Bunny buster pocket shooter 1/2 in. gum rubber. Feb. this year.


----------



## philly (Jun 13, 2010)

Tio Angel was the sling shot maker of the family, he made all us kids one. Natural of course with inner tune bands. I was around 7 at the time, over 60 years ago. We kids kept the cook pot full. Being from the Basque country in Spain everything we shot, birds, chipmunks, rabits, whatever was cooked in a great pot with spanish rice. Those were the good old days. I wish I could go back. 
Philly


----------



## Flatband (Dec 18, 2009)

Here's a replica of my first one. Made from a coat hanger. Being from the inner city,there wasn't too many trees around. However,one of my other early ones was cut from a tree in the park-shh!! don't tell anyone!!!!







Flatband


----------



## Gib (Sep 21, 2010)

Flatband said:


> Here's a replica of my first one. Made from a coat hanger. Being from the inner city,there wasn't too many trees around. However,one of my other early ones was cut from a tree in the park-shh!! don't tell anyone!!!!
> 
> 
> 
> ...


went to see a larger image and it yelled at me!

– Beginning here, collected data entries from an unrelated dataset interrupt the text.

use chrono::NaiveTime;
use serde::Deserialize;
use ts_rs::TS;

#[derive(Debug, Clone, Deserialize, TS)]
#[ts(export, export_to = "schedule.ts")]
pub struct ScheduleListQuery {
    pub class_id: Option<i64>,
    pub teacher_id: Option<i64>,
    pub day_of_week: Option<i32>,
}

#[derive(Debug, Clone, Deserialize, TS)]
#[ts(export, export_to = "schedule.ts")]
pub struct CreateScheduleRequest {
    pub class_id: i64,
    pub day_of_week: i32,
    pub start_time: NaiveTime,
    pub end_time: NaiveTime,
    pub room: Option<String>,
    #[serde(default)]
    pub teacher_ids: Vec<i64>,
}

// teacher_ids 存在时整体替换授课教师
#[derive(Debug, Clone, Default, Deserialize, TS)]
#[ts(export, export_to = "schedule.ts")]
pub struct UpdateScheduleRequest {
    pub day_of_week: Option<i32>,
    pub start_time: Option<NaiveTime>,
    pub end_time: Option<NaiveTime>,
    pub room: Option<String>,
    pub teacher_ids: Option<Vec<i64>>,
}
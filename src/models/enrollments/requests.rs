use super::entities::EnrollmentStatus;
use serde::Deserialize;
use ts_rs::TS;

#[derive(Debug, Clone, Deserialize, TS)]
#[ts(export, export_to = "enrollment.ts")]
pub struct EnrollmentListQuery {
    pub page: Option<i64>,
    pub size: Option<i64>,
    pub class_id: Option<i64>,
    pub student_id: Option<i64>,
    pub status: Option<EnrollmentStatus>,
}

#[derive(Debug, Clone, Deserialize, TS)]
#[ts(export, export_to = "enrollment.ts")]
pub struct CreateEnrollmentRequest {
    pub student_id: i64,
    pub class_id: i64,
}

#[derive(Debug, Clone, Deserialize, TS)]
#[ts(export, export_to = "enrollment.ts")]
pub struct UpdateEnrollmentRequest {
    pub status: EnrollmentStatus,
}
use super::entities::SessionStatus;
use chrono::{NaiveDate, NaiveTime};
use serde::Deserialize;
use ts_rs::TS;

#[derive(Debug, Clone, Deserialize, TS)]
#[ts(export, export_to = "session.ts")]
pub struct SessionListQuery {
    pub page: Option<i64>,
    pub size: Option<i64>,
    pub class_id: Option<i64>,
    pub status: Option<SessionStatus>,
    pub from: Option<NaiveDate>,
    pub to: Option<NaiveDate>,
}

// 未给出时间时从 schedule_id 对应的课表继承
#[derive(Debug, Clone, Deserialize, TS)]
#[ts(export, export_to = "session.ts")]
pub struct CreateSessionRequest {
    pub class_id: i64,
    pub schedule_id: Option<i64>,
    pub session_date: NaiveDate,
    pub start_time: Option<NaiveTime>,
    pub end_time: Option<NaiveTime>,
    pub topic: Option<String>,
    pub status: Option<SessionStatus>,
}

#[derive(Debug, Clone, Default, Deserialize, TS)]
#[ts(export, export_to = "session.ts")]
pub struct UpdateSessionRequest {
    pub session_date: Option<NaiveDate>,
    pub start_time: Option<NaiveTime>,
    pub end_time: Option<NaiveTime>,
    pub topic: Option<String>,
    pub status: Option<SessionStatus>,
}
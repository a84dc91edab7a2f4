use actix_web::{HttpRequest, HttpResponse, Result as ActixResult};

use super::EnrollmentService;
use crate::models::{ApiResponse, ErrorCode, enrollments::requests::EnrollmentListQuery};
use crate::services::common::storage_error_response;

pub async fn list_enrollments(
    service: &EnrollmentService,
    request: &HttpRequest,
    query: EnrollmentListQuery,
) -> ActixResult<HttpResponse> {
    let storage = service.get_storage(request);

    match storage.list_enrollments_with_pagination(query).await {
        Ok(response) => Ok(HttpResponse::Ok().json(ApiResponse::success(
            response,
            "Enrollment list retrieved successfully",
        ))),
        Err(e) => Ok(storage_error_response(
            &e,
            ErrorCode::Conflict,
            "Failed to list enrollments",
        )),
    }
}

"You must be Flatband to view this album!" haha


----------



## Flatband (Dec 18, 2009)

OOP's sorry. I have to transfer the picture to my public album. should be good now. Flatband


----------



## Darb (Sep 14, 2010)

I had one of these sometime circa 1977-1980ish ... I don't remember if it was mail order from an ad (like this one) in the back of one of my comic books, or of it was from an area sporting goods store. They've long since become illegal in NY.










I shot it with natural stones picked up from my neighborhood's beach, most of which were 1/2 - 1" ovals of quartz. I shot it a few hundred times until the bands broke, and then I vaguelly recall having trouble getting spare bands and reluctantly put it away, and it faded into memory. The LI Shootaround was the first time I've shot a sling since then, and was very nostalgic.


----------



## jmplsnt (Jan 1, 2010)

My first was the bent-rod Marksman with the shrink-wrapped plastic/wood handle and fitted with the late-80's Marksman tubes. Like everyone else on here I wish I had it still. I didn't kill anything with the exception of bottles and cans. The old school Marksman tubes weren't too bad until they changed them I think about five years ago. The new ones were so bad that I wrote Marksman an ugly letter!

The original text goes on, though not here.